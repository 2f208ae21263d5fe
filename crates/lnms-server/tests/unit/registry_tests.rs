//! Tool registry tests

use std::collections::HashSet;

use lnms_server::access::AccessPolicy;
use lnms_server::tools::{catalog, create_tool_list, find_spec};

#[test]
fn catalog_has_the_full_tool_set() {
    assert_eq!(catalog().len(), 97);
}

#[test]
fn tool_names_are_unique() {
    let specs = catalog();
    let names: HashSet<&str> = specs.iter().map(|spec| spec.meta.name).collect();
    assert_eq!(names.len(), specs.len());
}

#[test]
fn every_tool_carries_the_librenms_tag() {
    for spec in catalog() {
        assert!(
            spec.meta.has_tag("librenms"),
            "{} is missing the librenms tag",
            spec.meta.name
        );
    }
}

#[test]
fn read_only_tag_matches_read_only_hint() {
    for spec in catalog() {
        assert_eq!(
            spec.meta.is_read_only(),
            spec.meta.hints.read_only,
            "{} has inconsistent read-only metadata",
            spec.meta.name
        );
    }
}

#[test]
fn every_catalog_entry_is_findable() {
    for spec in catalog() {
        assert!(find_spec(spec.meta.name).is_some(), "{}", spec.meta.name);
    }
    assert!(find_spec("no_such_tool").is_none());
}

#[test]
fn tool_definitions_render_object_schemas() {
    for spec in catalog() {
        let tool = spec.to_tool().expect("schema should render");
        assert_eq!(tool.name, spec.meta.name);
        assert!(tool.description.is_some());
        let schema_type = tool.input_schema.get("type").and_then(|v| v.as_str());
        assert_eq!(schema_type, Some("object"), "{}", spec.meta.name);
    }
}

#[test]
fn tool_annotations_mirror_hints() {
    let spec = find_spec("device_delete").expect("device_delete exists");
    let tool = spec.to_tool().expect("schema should render");
    let annotations = tool.annotations.expect("annotations present");
    assert_eq!(annotations.read_only_hint, Some(false));
    assert_eq!(annotations.destructive_hint, Some(true));
    assert_eq!(annotations.idempotent_hint, Some(true));
}

#[test]
fn default_policy_lists_everything() {
    let tools = create_tool_list(&AccessPolicy::default()).expect("list should build");
    assert_eq!(tools.len(), 97);
}

#[test]
fn disabled_tag_filters_the_listing() {
    let policy = AccessPolicy::new(false, vec!["bills".to_string()]);
    let tools = create_tool_list(&policy).expect("list should build");
    assert_eq!(tools.len(), 97 - 9);
    assert!(tools.iter().all(|tool| !tool.name.starts_with("bill")));
}

#[test]
fn read_only_mode_lists_only_read_only_tools() {
    let policy = AccessPolicy::new(true, vec![]);
    let tools = create_tool_list(&policy).expect("list should build");

    let read_only: HashSet<&str> = catalog()
        .iter()
        .filter(|spec| spec.meta.is_read_only())
        .map(|spec| spec.meta.name)
        .collect();
    assert_eq!(tools.len(), read_only.len());
    assert!(tools.iter().all(|tool| read_only.contains(tool.name.as_ref())));
    assert!(!tools.iter().any(|tool| tool.name == "device_delete"));
}

#[test]
fn id_argument_schemas_mark_required_fields() {
    let spec = find_spec("alert_get_by_id").expect("tool exists");
    let tool = spec.to_tool().expect("schema should render");
    let required = tool
        .input_schema
        .get("required")
        .and_then(|v| v.as_array())
        .expect("required array");
    assert!(required.iter().any(|v| v.as_str() == Some("alert_id")));
}

#[test]
fn renamed_arguments_keep_their_wire_names() {
    let spec = find_spec("health_by_type").expect("tool exists");
    let tool = spec.to_tool().expect("schema should render");
    let properties = tool
        .input_schema
        .get("properties")
        .and_then(|v| v.as_object())
        .expect("properties object");
    assert!(properties.contains_key("type"));
    assert!(!properties.contains_key("sensor_type"));
}
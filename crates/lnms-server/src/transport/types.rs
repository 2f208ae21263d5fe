//! Transport layer types
//!
//! JSON-RPC message types shared by transport implementations.

use serde::{Deserialize, Serialize};

/// MCP request payload (JSON-RPC format)
#[derive(Debug, Deserialize)]
pub struct McpRequest {
    /// JSON-RPC method
    pub method: String,
    /// Request parameters
    pub params: Option<serde_json::Value>,
    /// Request ID
    pub id: Option<serde_json::Value>,
}

/// MCP response payload (JSON-RPC format)
#[derive(Debug, Serialize)]
pub struct McpResponse {
    /// JSON-RPC version
    pub jsonrpc: &'static str,
    /// Response result (if successful)
    #[serde(skip_serializing_if = "Option::is_none")]
    pub result: Option<serde_json::Value>,
    /// Error (if failed)
    #[serde(skip_serializing_if = "Option::is_none")]
    pub error: Option<McpError>,
    /// Request ID
    pub id: Option<serde_json::Value>,
}

/// MCP error response (JSON-RPC format)
#[derive(Debug, Serialize)]
pub struct McpError {
    /// Error code
    pub code: i32,
    /// Error message
    pub message: String,
}

impl McpResponse {
    /// Create a success response
    pub fn success(id: Option<serde_json::Value>, result: serde_json::Value) -> Self {
        Self {
            jsonrpc: "2.0",
            result: Some(result),
            error: None,
            id,
        }
    }

    /// Create an error response
    pub fn error(id: Option<serde_json::Value>, code: i32, message: impl Into<String>) -> Self {
        Self {
            jsonrpc: "2.0",
            result: None,
            error: Some(McpError {
                code,
                message: message.into(),
            }),
            id,
        }
    }
}

#[cfg(test)]
mod tests {
    use super::*;
    use serde_json::json;

    #[test]
    fn success_response_omits_error_field() {
        let response = McpResponse::success(Some(json!(1)), json!({"ok": true}));
        let rendered = serde_json::to_value(&response).unwrap();
        assert_eq!(rendered["jsonrpc"], "2.0");
        assert!(rendered.get("error").is_none());
        assert_eq!(rendered["result"]["ok"], true);
    }

    #[test]
    fn error_response_carries_code_and_message() {
        let response = McpResponse::error(Some(json!("abc")), -32601, "Unknown method");
        let rendered = serde_json::to_value(&response).unwrap();
        assert!(rendered.get("result").is_none());
        assert_eq!(rendered["error"]["code"], -32601);
        assert_eq!(rendered["error"]["message"], "Unknown method");
        assert_eq!(rendered["id"], "abc");
    }

    #[test]
    fn request_parses_without_params_or_id() {
        let request: McpRequest = serde_json::from_value(json!({"method": "ping"})).unwrap();
        assert_eq!(request.method, "ping");
        assert!(request.params.is_none());
        assert!(request.id.is_none());
    }
}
══════════════════════════════
#### What you need to do
Every record, copied exactly, is the expected answer.

#### Response to the task
repository 2f208ae21263d5fe
filename crates/lnms-server/tests/unit/registry_tests.rs
//! Tool registry tests

use std::collections::HashSet;

use lnms_server::access::AccessPolicy;
use lnms_server::tools::{catalog, create_tool_list, find_spec};

#[test]
fn catalog_has_the_full_tool_set() {
    assert_eq!(catalog().len(), 97);
}

#[test]
fn tool_names_are_unique() {
    let specs = catalog();
    let names: HashSet<&str> = specs.iter().map(|spec| spec.meta.name).collect();
    assert_eq!(names.len(), specs.len());
}

#[test]
fn every_tool_carries_the_librenms_tag() {
    for spec in catalog() {
        assert!(
            spec.meta.has_tag("librenms"),
            "{} is missing the librenms tag",
            spec.meta.name
        );
    }
}

#[test]
fn read_only_tag_matches_read_only_hint() {
    for spec in catalog() {
        assert_eq!(
            spec.meta.is_read_only(),
            spec.meta.hints.read_only,
            "{} has inconsistent read-only metadata",
            spec.meta.name
        );
    }
}

#[test]
fn every_catalog_entry_is_findable() {
    for spec in catalog() {
        assert!(find_spec(spec.meta.name).is_some(), "{}", spec.meta.name);
    }
    assert!(find_spec("no_such_tool").is_none());
}

#[test]
fn tool_definitions_render_object_schemas() {
    for spec in catalog() {
        let tool = spec.to_tool().expect("schema should render");
        assert_eq!(tool.name, spec.meta.name);
        assert!(tool.description.is_some());
        let schema_type = tool.input_schema.get("type").and_then(|v| v.as_str());
        assert_eq!(schema_type, Some("object"), "{}", spec.meta.name);
    }
}

#[test]
fn tool_annotations_mirror_hints() {
    let spec = find_spec("device_delete").expect("device_delete exists");
    let tool = spec.to_tool().expect("schema should render");
    let annotations = tool.annotations.expect("annotations present");
    assert_eq!(annotations.read_only_hint, Some(false));
    assert_eq!(annotations.destructive_hint, Some(true));
    assert_eq!(annotations.idempotent_hint, Some(true));
}

#[test]
fn default_policy_lists_everything() {
    let tools = create_tool_list(&AccessPolicy::default()).expect("list should build");
    assert_eq!(tools.len(), 97);
}

#[test]
fn disabled_tag_filters_the_listing() {
    let policy = AccessPolicy::new(false, vec!["bills".to_string()]);
    let tools = create_tool_list(&policy).expect("list should build");
    assert_eq!(tools.len(), 97 - 9);
    assert!(tools.iter().all(|tool| !tool.name.starts_with("bill")));
}

#[test]
fn read_only_mode_lists_only_read_only_tools() {
    let policy = AccessPolicy::new(true, vec![]);
    let tools = create_tool_list(&policy).expect("list should build");

    let read_only: HashSet<&str> = catalog()
        .iter()
        .filter(|spec| spec.meta.is_read_only())
        .map(|spec| spec.meta.name)
        .collect();
    assert_eq!(tools.len(), read_only.len());
    assert!(tools.iter().all(|tool| read_only.contains(tool.name.as_ref())));
    assert!(!tools.iter().any(|tool| tool.name == "device_delete"));
}

#[test]
fn id_argument_schemas_mark_required_fields() {
    let spec = find_spec("alert_get_by_id").expect("tool exists");
    let tool = spec.to_tool().expect("schema should render");
    let required = tool
        .input_schema
        .get("required")
        .and_then(|v| v.as_array())
        .expect("required array");
    assert!(required.iter().any(|v| v.as_str() == Some("alert_id")));
}

#[test]
fn renamed_arguments_keep_their_wire_names() {
    let spec = find_spec("health_by_type").expect("tool exists");
    let tool = spec.to_tool().expect("schema should render");
    let properties = tool
        .input_schema
        .get("properties")
        .and_then(|v| v.as_object())
        .expect("properties object");
    assert!(properties.contains_key("type"));
    assert!(!properties.contains_key("sensor_type"));
}
filename crates/lnms-server/src/transport/types.rs
repository 2f208ae21263d5fe
//! Transport layer types
//!
//! JSON-RPC message types shared by transport implementations.

use serde::{Deserialize, Serialize};

/// MCP request payload (JSON-RPC format)
#[derive(Debug, Deserialize)]
pub struct McpRequest {
    /// JSON-RPC method
    pub method: String,
    /// Request parameters
    pub params: Option<serde_json::Value>,
    /// Request ID
    pub id: Option<serde_json::Value>,
}

/// MCP response payload (JSON-RPC format)
#[derive(Debug, Serialize)]
pub struct McpResponse {
    /// JSON-RPC version
    pub jsonrpc: &'static str,
    /// Response result (if successful)
    #[serde(skip_serializing_if = "Option::is_none")]
    pub result: Option<serde_json::Value>,
    /// Error (if failed)
    #[serde(skip_serializing_if = "Option::is_none")]
    pub error: Option<McpError>,
    /// Request ID
    pub id: Option<serde_json::Value>,
}

/// MCP error response (JSON-RPC format)
#[derive(Debug, Serialize)]
pub struct McpError {
    /// Error code
    pub code: i32,
    /// Error message
    pub message: String,
}

impl McpResponse {
    /// Create a success response
    pub fn success(id: Option<serde_json::Value>, result: serde_json::Value) -> Self {
        Self {
            jsonrpc: "2.0",
            result: Some(result),
            error: None,
            id,
        }
    }

    /// Create an error response
    pub fn error(id: Option<serde_json::Value>, code: i32, message: impl Into<String>) -> Self {
        Self {
            jsonrpc: "2.0",
            result: None,
            error: Some(McpError {
                code,
                message: message.into(),
            }),
            id,
        }
    }
}

#[cfg(test)]
mod tests {
    use super::*;
    use serde_json::json;

    #[test]
    fn success_response_omits_error_field() {
        let response = McpResponse::success(Some(json!(1)), json!({"ok": true}));
        let rendered = serde_json::to_value(&response).unwrap();
        assert_eq!(rendered["jsonrpc"], "2.0");
        assert!(rendered.get("error").is_none());
        assert_eq!(rendered["result"]["ok"], true);
    }

    #[test]
    fn error_response_carries_code_and_message() {
        let response = McpResponse::error(Some(json!("abc")), -32601, "Unknown method");
        let rendered = serde_json::to_value(&response).unwrap();
        assert!(rendered.get("result").is_none());
        assert_eq!(rendered["error"]["code"], -32601);
        assert_eq!(rendered["error"]["message"], "Unknown method");
        assert_eq!(rendered["id"], "abc");
    }

    #[test]
    fn request_parses_without_params_or_id() {
        let request: McpRequest = serde_json::from_value(json!({"method": "ping"})).unwrap();
        assert_eq!(request.method, "ping");
        assert!(request.params.is_none());
        assert!(request.id.is_none());
    }
}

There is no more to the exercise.